Cuando alguien nos pregunta “¿qué hacés?” o “¿de qué trabajás?” tendemos a responder algo distinto a lo que nos preguntaron: soy ingeniera, soy biólogo, soy gerente de tal o cual empresa, soy panadero. Confundimos el hacer con el ser, la actividad con la identidad. Parafraseando al filósofo Descartes, parecería que hoy la regla es “Hago, luego existo”.
Lo que hacemos, el rol, el ámbito en el que trabajamos, son factores importantes de nuestra identidad, pero no nos definen por completo.
Sin darnos cuenta, nos categorizamos y nos definimos con etiquetas muchas veces vinculadas a lo que hacemos “hoy”, como si nuestra identidad fuese inalterable y eterna.
Estas etiquetas, que quizás funcionaron armoniosamente en otras épocas, cuando el mundo era más estable, podrían ser una limitante si no son reseteadas a la luz de la velocidad del cambio que nos empuja a probarnos en cosas nuevas y, muchas veces —como tanto venimos escuchando—, a reinventarnos.
Quienes somos hoy es solo una versión circunstancial de los muchos yo que podemos ser. Porque siempre estamos en tránsito, construyendo identidad con nuevas experiencias.
Las etiquetas nos limitan a la hora de hacer cambios
Suele ser perturbador imaginar un cambio importante en nuestra actividad actual. Muchas veces la propia identidad está asociada tan fuertemente con el rol y la compañía en la que trabajamos que solo pensar en un cambio laboral nos produce vértigo. ¿Qué pasaría?, ¿qué seríamos?, ¿quiénes seríamos si aceptamos este cambio?
El miedo a no ser nada, a perder la identidad, a perdernos, nos puede llevar a estancarnos en lo conocido aunque estemos pasándola mal, nos aburramos o estemos sufriendo, incluso cuando el costo sea la salud, la familia, la felicidad.
Como psicóloga, acompaño en sus procesos de cambio a personas. Un caso que vale la pena comentar es el de Gustavo, que lleva 20 años creciendo en el mismo trabajo y lo inquieta la idea de probarse como emprendedor independiente. “Pude hacer lo que hice porque estaba sentado sobre los millones de la empresa. Me siento tan cómodo, tan protagonista, tan querido en donde estoy, que pensarme afuera me hace sentir que no soy nadie”, me dijo.
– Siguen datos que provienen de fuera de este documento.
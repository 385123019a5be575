//! Spreadsheet rendering of the portfolio report.
//!
//! The workbook holds a Portfolio sheet, an Asset ROI sheet and one
//! breakdown sheet per traded pair, in that order.

use std::{collections::HashSet, path::Path};

use anyhow::{Context, Result};
use rust_decimal::{prelude::ToPrimitive, Decimal, RoundingStrategy};
use rust_xlsxwriter::{Color, Format, FormatAlign, Workbook, Worksheet};
use tracing::{debug, info, warn};

use crate::{
    base::{Cell, TradeColumn, TradeRow},
    metrics::{AssetMetrics, AssetReport},
    portfolio::PortfolioSummary,
};

pub(crate) const PORTFOLIO_SHEET: &str = "Portfolio";
pub(crate) const ASSET_ROI_SHEET: &str = "Asset ROI";

const MAX_SHEET_NAME_LEN: usize = 31;
const MAX_COLUMN_WIDTH: usize = 40;
const COLUMN_PADDING: usize = 4;

const GREEN: u32 = 0xC6EFCE;
const RED: u32 = 0xFFC7CE;

const ROI_HEADERS: [&str; 27] = [
    "Token",
    "Bought Volume",
    "Sold Volume",
    "Remaining Volume",
    "Avg Buy Price (€)",
    "Avg Sell Price (€)",
    "Current Market Price (€)",
    "Total Cost (€)",
    "Realized Sells (€)",
    "Unrealized Value (€)",
    "Total Value (€)",
    "ROI (%)",
    "If All Sold Now ROI (%)",
    "Market Cap (€)",
    "24h Volume (€)",
    "Kraken 24h Volume",
    "30d Volatility (%)",
    "30d Momentum (%)",
    "Dominance (%)",
    "24h High (€)",
    "24h Low (€)",
    "Price Change 24h (€)",
    "Price Change 24h (%)",
    "Market Cap Change 24h (%)",
    "All-Time High (€)",
    "ATH Change (%)",
    "ATH Date",
];

/// Indexes of the columns colored by sign.
const ROI_COLUMNS: [usize; 2] = [11, 12];

fn roi_row(m: &AssetMetrics) -> [Cell; 27] {
    let market = &m.market;
    [
        Cell::from(m.token.as_str()),
        m.bought_volume.into(),
        m.sold_volume.into(),
        m.remaining_volume.into(),
        m.average_buy_price.into(),
        m.average_sell_price.into(),
        m.market_price.into(),
        m.total_cost.into(),
        m.realized_sells.into(),
        m.unrealized_value.into(),
        m.total_value.into(),
        m.roi.into(),
        m.potential_roi.into(),
        market.market_cap.into(),
        market.daily_volume.into(),
        market.kraken_volume_24h.into(),
        market.volatility_30d.into(),
        market.momentum_30d.into(),
        market.dominance.into(),
        market.high_24h.into(),
        market.low_24h.into(),
        market.price_change_24h.into(),
        market.price_change_percentage_24h.into(),
        market.market_cap_change_percentage_24h.into(),
        market.ath.into(),
        market.ath_change_percentage.into(),
        market.ath_date.clone().map_or(Cell::Empty, Cell::Text),
    ]
}

/// Sheet name of a pair: `/` replaced and cut to the xlsx name limit.
pub(crate) fn sheet_name(pair: &str) -> String {
    pair.replace('/', "_").chars().take(MAX_SHEET_NAME_LEN).collect()
}

/// Sheet names for pairs in the given order. A name that is already taken,
/// e.g. by two long pairs cut to the same prefix, gets a `_2`, `_3`, ..
/// suffix. Names compare case-insensitively like in Excel.
fn unique_sheet_names<'a>(pairs: impl IntoIterator<Item = &'a str>) -> Vec<String> {
    let mut used: HashSet<String> = [PORTFOLIO_SHEET, ASSET_ROI_SHEET]
        .iter()
        .map(|name| name.to_lowercase())
        .collect();

    pairs.into_iter()
        .map(|pair| {
            let base = sheet_name(pair);
            let mut name = base.clone();
            let mut counter = 2;
            while used.contains(&name.to_lowercase()) {
                let suffix = format!("_{}", counter);
                name = base.chars().take(MAX_SHEET_NAME_LEN - suffix.len()).chain(suffix.chars()).collect();
                counter += 1;
            }
            if name != base {
                debug!("Sheet name {} is taken, using {} for {}", base, name, pair);
            }
            used.insert(name.to_lowercase());
            name
        })
        .collect()
}

fn amount(value: Option<Decimal>, unit: &str) -> String {
    match value {
        Some(value) => format!("{} {}", value.normalize(), unit),
        None => format!("N/A {}", unit),
    }
}

/// One of the summary rows below a pair's trades.
#[derive(Debug, PartialEq)]
struct SummaryBlock {
    title: &'static str,
    trade_price: Option<String>,
    transaction_price: String,
    transferred_volume: String,
}

impl SummaryBlock {
    fn cell(&self, column: TradeColumn) -> Cell {
        match column {
            TradeColumn::UniqueId => Cell::from(self.title),
            TradeColumn::TradePrice => self.trade_price.clone().map_or(Cell::Empty, Cell::Text),
            TradeColumn::TransactionPrice => Cell::Text(self.transaction_price.clone()),
            TradeColumn::TransferredVolume => Cell::Text(self.transferred_volume.clone()),
            _ => Cell::Empty,
        }
    }
}

fn summary_blocks(m: &AssetMetrics) -> [SummaryBlock; 3] {
    // values depending on the market price are unknown without one
    let priced = |value: Decimal| m.market_price.map(|_| value);

    [
        SummaryBlock {
            title: "IF ALL SOLD NOW:",
            trade_price: Some(amount(m.market_price, &m.currency)),
            transaction_price: amount(priced(m.potential_value), &m.currency),
            transferred_volume: amount(Some(m.bought_volume), &m.token),
        },
        SummaryBlock {
            title: "ALREADY SOLD:",
            trade_price: None,
            transaction_price: amount(Some(m.realized_sells), &m.currency),
            transferred_volume: amount(Some(m.sold_volume), &m.token),
        },
        SummaryBlock {
            title: "IF REST SOLD NOW:",
            trade_price: None,
            transaction_price: amount(priced(m.unrealized_value), &m.currency),
            transferred_volume: amount(Some(m.remaining_volume), &m.token),
        },
    ]
}

struct Formats {
    header: Format,
    left: Format,
    right: Format,
    green: Format,
    red: Format,
    green_title: Format,
    red_title: Format,
    result_up: Format,
    result_down: Format,
}

impl Formats {
    fn new() -> Self {
        let header = Format::new().set_bold().set_align(FormatAlign::Center);
        let right = Format::new().set_align(FormatAlign::Right);
        Self {
            green_title: header.clone().set_background_color(Color::RGB(GREEN)),
            red_title: header.clone().set_background_color(Color::RGB(RED)),
            result_up: right.clone().set_bold().set_background_color(Color::RGB(GREEN)),
            result_down: right.clone().set_bold().set_background_color(Color::RGB(RED)),
            green: Format::new().set_background_color(Color::RGB(GREEN)),
            red: Format::new().set_background_color(Color::RGB(RED)),
            left: Format::new().set_align(FormatAlign::Left),
            header,
            right,
        }
    }
}

/// A worksheet that remembers the widest cell of every column.
struct SheetBuilder {
    sheet: Worksheet,
    widths: Vec<usize>,
}

impl SheetBuilder {
    fn new(name: &str) -> Result<Self> {
        let mut sheet = Worksheet::new();
        sheet.set_name(name).with_context(|| format!("Invalid sheet name '{}'", name))?;
        Ok(Self { sheet, widths: Vec::new() })
    }

    fn track(&mut self, col: u16, len: usize) {
        let col = col as usize;
        if self.widths.len() <= col {
            self.widths.resize(col + 1, 0);
        }
        self.widths[col] = self.widths[col].max(len);
    }

    fn write(&mut self, row: u32, col: u16, cell: &Cell, format: &Format) -> Result<()> {
        match cell {
            Cell::Empty => return Ok(()),
            Cell::Text(text) => {
                self.sheet.write_string_with_format(row, col, text, format)?;
            }
            Cell::Number(number) => {
                self.sheet.write_number_with_format(row, col, number.to_f64().unwrap_or_default(), format)?;
            }
        }
        self.track(col, cell.display_len());
        Ok(())
    }

    fn write_header<'a>(&mut self, headers: impl IntoIterator<Item = &'a str>, format: &Format) -> Result<()> {
        for (col, header) in headers.into_iter().enumerate() {
            self.write(0, col as u16, &Cell::from(header), format)?;
        }
        Ok(())
    }

    fn finish(mut self) -> Result<Worksheet> {
        for (col, width) in self.widths.iter().enumerate() {
            let width = (width + COLUMN_PADDING).min(MAX_COLUMN_WIDTH);
            self.sheet.set_column_width(col as u16, width as f64)?;
        }
        Ok(self.sheet)
    }
}

fn portfolio_sheet(summary: &PortfolioSummary, formats: &Formats) -> Result<Worksheet> {
    debug!("Rendering {} sheet", PORTFOLIO_SHEET);
    let mut sheet = SheetBuilder::new(PORTFOLIO_SHEET)?;
    sheet.write_header(["Metric", "EUR Value"], &formats.header)?;

    for (row, (label, value)) in summary.rows().into_iter().enumerate() {
        let row = row as u32 + 1;
        let value_format = match label {
            "Result" if summary.is_up() => &formats.result_up,
            "Result" => &formats.result_down,
            _ => &formats.right,
        };
        sheet.write(row, 0, &Cell::from(label), &formats.left)?;
        sheet.write(row, 1, &value, value_format)?;
    }

    sheet.finish()
}

fn asset_roi_sheet(reports: &[AssetReport], formats: &Formats) -> Result<Worksheet> {
    debug!("Rendering {} sheet", ASSET_ROI_SHEET);
    let mut sheet = SheetBuilder::new(ASSET_ROI_SHEET)?;

    if reports.is_empty() {
        warn!("No ROI records found, writing notice only");
        sheet.write_header(["Notice"], &formats.header)?;
        sheet.write(1, 0, &Cell::from("No ROI data available"), &formats.left)?;
        return sheet.finish();
    }

    sheet.write_header(ROI_HEADERS, &formats.header)?;

    let mut metrics: Vec<&AssetMetrics> = reports.iter().map(|r| &r.metrics).collect();
    metrics.sort_by(|a, b| a.roi.cmp(&b.roi));
    let (positive, negative): (Vec<&AssetMetrics>, Vec<&AssetMetrics>) =
        metrics.into_iter().partition(|m| !m.roi.is_sign_negative() || m.roi.is_zero());

    let last_col = (ROI_HEADERS.len() - 1) as u16;
    let sections = [
        ("Positive ROI Assets", &formats.green_title, positive),
        ("Negative ROI Assets", &formats.red_title, negative),
    ];

    let mut row = 1;
    for (title, title_format, section) in sections {
        if section.is_empty() {
            continue;
        }
        sheet.sheet.merge_range(row, 0, row, last_col, title, title_format)?;
        row += 1;

        for m in section {
            for (col, cell) in roi_row(m).iter().enumerate() {
                let format = match cell {
                    Cell::Number(value) if ROI_COLUMNS.contains(&col) => {
                        if value.is_sign_negative() && !value.is_zero() { &formats.red } else { &formats.green }
                    }
                    Cell::Text(_) => &formats.left,
                    _ => &formats.right,
                };
                sheet.write(row, col as u16, cell, format)?;
            }
            row += 1;
        }
    }

    sheet.finish()
}

fn write_trade_rows(sheet: &mut SheetBuilder, row: &mut u32, trades: &[TradeRow], formats: &Formats) -> Result<()> {
    for trade in trades {
        for (col, column) in TradeColumn::breakdown_columns().enumerate() {
            let format = if column.is_label() { &formats.left } else { &formats.right };
            sheet.write(*row, col as u16, &trade.cell(column), format)?;
        }
        *row += 1;
    }
    Ok(())
}

fn pair_sheet(name: &str, report: &AssetReport, formats: &Formats) -> Result<Worksheet> {
    info!("Generating trade sheet for: {}", report.metrics.pair);
    let mut sheet = SheetBuilder::new(name)?;
    sheet.write_header(TradeColumn::breakdown_columns().map(TradeColumn::header), &formats.header)?;

    let mut row = 1;
    sheet.write(row, 0, &Cell::from("Buys"), &formats.left)?;
    row += 1;
    write_trade_rows(&mut sheet, &mut row, &report.buys, formats)?;
    row += 1;

    sheet.write(row, 0, &Cell::from("Sells"), &formats.left)?;
    row += 1;
    write_trade_rows(&mut sheet, &mut row, &report.sells, formats)?;
    row += 1;

    for block in summary_blocks(&report.metrics) {
        for (col, column) in TradeColumn::breakdown_columns().enumerate() {
            let format = if column.is_label() { &formats.left } else { &formats.right };
            sheet.write(row, col as u16, &block.cell(column), format)?;
        }
        row += 1;
    }

    sheet.finish()
}

/// Builds the workbook: Portfolio, Asset ROI, then pair sheets by name.
pub(crate) fn render_workbook(reports: &[AssetReport], summary: &PortfolioSummary) -> Result<Workbook> {
    let formats = Formats::new();
    let mut workbook = Workbook::new();

    workbook.push_worksheet(portfolio_sheet(summary, &formats)?);
    workbook.push_worksheet(asset_roi_sheet(reports, &formats)?);

    let mut sorted: Vec<&AssetReport> = reports.iter().collect();
    sorted.sort_by_cached_key(|report| (sheet_name(&report.metrics.pair), report.metrics.pair.clone()));
    let names = unique_sheet_names(sorted.iter().map(|report| report.metrics.pair.as_str()));
    for (name, report) in names.iter().zip(sorted) {
        workbook.push_worksheet(pair_sheet(name, report, &formats)?);
    }

    Ok(workbook)
}

pub(crate) fn write_report(reports: &[AssetReport], summary: &PortfolioSummary, output_path: &Path) -> Result<()> {
    info!("Writing Excel report to: {}", output_path.display());

    let mut workbook = render_workbook(reports, summary)?;
    if let Some(parent) = output_path.parent().filter(|p| !p.as_os_str().is_empty()) {
        std::fs::create_dir_all(parent)
            .with_context(|| format!("Failed to create output directory {}", parent.display()))?;
    }
    workbook.save(output_path)
        .with_context(|| format!("Failed to write workbook {}", output_path.display()))?;

    info!("Excel report successfully written");
    Ok(())
}

fn csv_field(cell: &Cell) -> String {
    match cell {
        Cell::Empty => String::new(),
        Cell::Text(text) => text.clone(),
        Cell::Number(number) => number.round_dp_with_strategy(2, RoundingStrategy::MidpointAwayFromZero).to_string(),
    }
}

/// Exports the Asset ROI table, ordered by ROI, with values rounded to cents.
pub(crate) fn write_roi_csv(reports: &[AssetReport], output_path: &Path) -> Result<()> {
    let mut wtr = csv::Writer::from_path(output_path)
        .with_context(|| format!("Failed to create {}", output_path.display()))?;
    wtr.write_record(ROI_HEADERS)?;

    let mut metrics: Vec<&AssetMetrics> = reports.iter().map(|r| &r.metrics).collect();
    metrics.sort_by(|a, b| a.roi.cmp(&b.roi));

    for m in metrics {
        wtr.write_record(roi_row(m).iter().map(csv_field))?;
    }
    wtr.flush()?;

    info!("Asset ROI table written to {}", output_path.display());
    Ok(())
}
Todavía debate consigo mismo si quiere, si puede, si es capaz de dar ese paso que, a la vez que le abre posibilidades de encontrar algo más significativo, lo enajena.
En cambio Carolina, que a sus 50 y pico de años está a punto de tener que hacer un gran cambio laboral que no eligió y que podría ser desestabilizante, lo asume con confianza. Identificamos juntas la clave: “No me defino como Carolina DE la compañía en la que trabajo, como si fuera mi apellido de casada —así decía mi abuela—. Siempre fui Carolina DE Carolina”.
Había una vez yo
Cada uno es narrador de su propia identidad. La historia que nos contamos y contamos a otros sobre quiénes somos o creemos ser nos sirve de traje, de caparazón, de mapa y de brújula. A veces nos olvidamos de que no es un relato fijo, verdadero, inmutable, sino que siempre es parcial e incompleto, referido a un momento y a un contexto determinados. Y que somos lo que estamos siendo, porque nuestra identidad está en continuo devenir, en permanente construcción y transformación.
Tener una noción de nuestra identidad como una narrativa que fluye en la línea de tiempo nos permite cambiar, elegir, reeditar y reescribir la forma en que nos definimos para crear nuevas versiones de quiénes somos, más acordes con lo que deseamos en cada momento.
Entonces, ¿qué hacés?, ¿de qué trabajás?, o mejor, ¿quién estás siendo?
* Andrea Churba es psicóloga y coach laboral. Autora de “Business Therapy, el método para liderar hacia mejores resultados”, “Liderá tu propio cambio” y “Lo que aprendimos en la cuarentena”.